Stichwahl um Präsidentenamt in Litauen

Mit Valdas Adamkus und Kazimiera Prunskiene treffen ein Ex-Präsident und eine Ex-Regierungschefin aufeinander

STOCKHOLM taz ■ Bei der ersten Runde der Staatspräsidentenwahl warfen die LitauerInnen wieder mal alle Prognosen über den Haufen. Zwar erhielt erwartungsgemäß der frühere Präsident Valdas Adamkus mit 30,4 Prozent den höchsten Stimmenanteil. Bei der in zwei Wochen anstehenden Stichwahl wird jedoch nicht – wie allgemein erwartet wurde – Petras Austrevicius, der ehemalige Chefunterhändler Litauens bei den EU-Beitrittsverhandlungen, sein Gegner sein, sondern Kazimiera Prunskiene.

Die erste Ministerpräsidentin des unabhängigen Litauens brachte es auf 21,4 Prozent, Austrevicius lediglich auf 19,28. Die zweite Runde der Wahlen hat mehrere Ähnlichkeiten mit der vom Januar 2003, in welcher ein klar führender Adamkus von dem zweitplatzierten Rolandas Paksas geschlagen wurde. Prunskiene kam zwar auch in der Hauptstadt Vilnius hinter Adamkus auf den zweiten Platz, hat ihr hauptsächliches Stimmenreservoir aber anders als Adamkus und ebenso wie der vom Parlament abgesetzte Rolandas Paksas im ländlichen Litauen.

So erhielt sie beispielsweise in der beim AKW Ignalina gelegenen und hauptsächlich von russischstämmigen LitauerInnen bewohnten Stadt Visaginas 71 Prozent. Rolandas Paksas hatte, nachdem das Verfassungsgericht ihm selbst die erneute Kandidatur untersagt hatte, seine AnhängerInnen auch aufgefordert, für Prunskiene zu stimmen.

Um diese war es ruhig geworden, nachdem sie sich nach ihrer Zeit als Ministerpräsidentin im Gefolge von KGB-Vorwürfen politisch mehr und mehr zurückgezogen hatte.
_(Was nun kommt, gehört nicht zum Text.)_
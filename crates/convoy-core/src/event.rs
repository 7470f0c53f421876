//! Typed events that cross execution contexts.
//!
//! The UI surface and the background runners never touch shared state
//! directly; everything funnels through these tagged unions into the
//! router's single event channel. Dispatch is an exhaustive `match`, so a
//! new event kind cannot be silently unhandled.

use serde::{Deserialize, Serialize};

use crate::conversation::{ConversationMetrics, PendingAction, RunStatus};
use crate::policy::ConfirmationPolicy;

/// High-level events consumed by the conversation router.
///
/// Operator-originated variants are posted by the manager's public API;
/// `Runner` wraps everything a background runner emits.
#[derive(Debug, Clone, PartialEq, Serialize, Deserialize)]
#[serde(tag = "type", rename_all = "snake_case")]
pub enum ConversationEvent {
    /// Operator submitted input for the active conversation.
    UserInputSubmitted { text: String },
    /// Request to create and foreground a fresh conversation.
    CreateConversation,
    /// Request to foreground a different conversation.
    SwitchConversation { target_id: String },
    /// Request to remove a conversation from the registry.
    RemoveConversation { conversation_id: String },
    /// Operator decision for a pending action on the active conversation.
    ConfirmationDecision { action_id: String, approve: bool },
    /// Request to change the session-wide confirmation policy.
    SetConfirmationPolicy { policy: ConfirmationPolicy },
    /// Request to pause the active conversation's runner.
    PauseConversation,
    /// Event emitted asynchronously by a conversation runner.
    Runner(RunnerEvent),
}

/// Events a `ConversationRunner` emits from its background context.
///
/// Delivery is FIFO per runner; no ordering holds between runners. After a
/// runner acknowledges a pause with `Paused`, it emits nothing further
/// until it is resumed.
#[derive(Debug, Clone, PartialEq, Serialize, Deserialize)]
#[serde(tag = "type", rename_all = "snake_case")]
pub enum RunnerEvent {
    /// Incremental output or accounting update from an in-flight turn.
    Progress {
        conversation_id: String,
        delta: ProgressDelta,
    },
    /// The agent proposed an action that may need operator confirmation.
    PendingAction {
        conversation_id: String,
        action: PendingAction,
    },
    /// A turn finished, with its terminal status.
    Completed {
        conversation_id: String,
        status: RunStatus,
    },
    /// Acknowledgment of a cooperative pause signal.
    Paused { conversation_id: String },
}

impl RunnerEvent {
    /// The conversation this event belongs to.
    pub fn conversation_id(&self) -> &str {
        match self {
            Self::Progress {
                conversation_id, ..
            }
            | Self::PendingAction {
                conversation_id, ..
            }
            | Self::Completed {
                conversation_id, ..
            }
            | Self::Paused { conversation_id } => conversation_id,
        }
    }
}

/// Incremental update carried by a `Progress` event.
///
/// All fields are optional; a delta only describes what changed.
#[derive(Debug, Clone, Default, PartialEq, Serialize, Deserialize)]
pub struct ProgressDelta {
    /// Display text produced by the agent (rendering is the UI's concern).
    #[serde(default)]
    pub text: Option<String>,
    /// Accumulated usage metrics as of this event.
    #[serde(default)]
    pub metrics: Option<ConversationMetrics>,
    /// Accumulated run time in seconds as of this event.
    #[serde(default)]
    pub elapsed_seconds: Option<f64>,
}

impl ProgressDelta {
    /// A delta carrying only display text.
    pub fn text(text: impl Into<String>) -> Self {
        Self {
            text: Some(text.into()),
            ..Self::default()
        }
    }

    /// A delta carrying only updated metrics.
    pub fn metrics(metrics: ConversationMetrics) -> Self {
        Self {
            metrics: Some(metrics),
            ..Self::default()
        }
    }
}

/// Callback surface a runner uses to re-enter the router asynchronously.
///
/// Implementations must be non-blocking; a runner may emit from a context
/// that is never allowed to stall.
pub trait EventSink: Send + Sync {
    fn emit(&self, event: RunnerEvent);
}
Prunskiene, die ohne Unterstützung einer der großen Parteien für ihre kleine „Union der Bauern und neue demokratische Parteien“ angetreten war und in Umfragen abgeschlagen auf dem letzten Platz landete, gilt als Kandidatin von ProtestwählerInnen.

Entscheidend für den Wahlausgang am 27. Juni könnte sein, ob der klare Sieger der Europawahl vom verangenen Sonntag, der russischstämmige Geschäftsmann Viktoras Uspaskikh, seine AnhängerInnen – wie erwartet – dazu aufruft, in der Stichwahl für Prunskiene zu stimmen. Bei der EU-Wahl kam Uspaskikh mit seiner erst vor sechs Monaten neu gegründeten populistischen „Arbeiterpartei“ auf 33 Prozent, fügte den regierenden Sozialdemokraten eine schwere Wahlschlappe zu und gilt nun als großer Favorit für die Parlamentswahlen im Herbst. Der drittplatzierte Austrevicius hat mittlerweile seinen AnhängerInnen für die Stichwahl die Unterstützung von Valdas Adamkus empfohlen.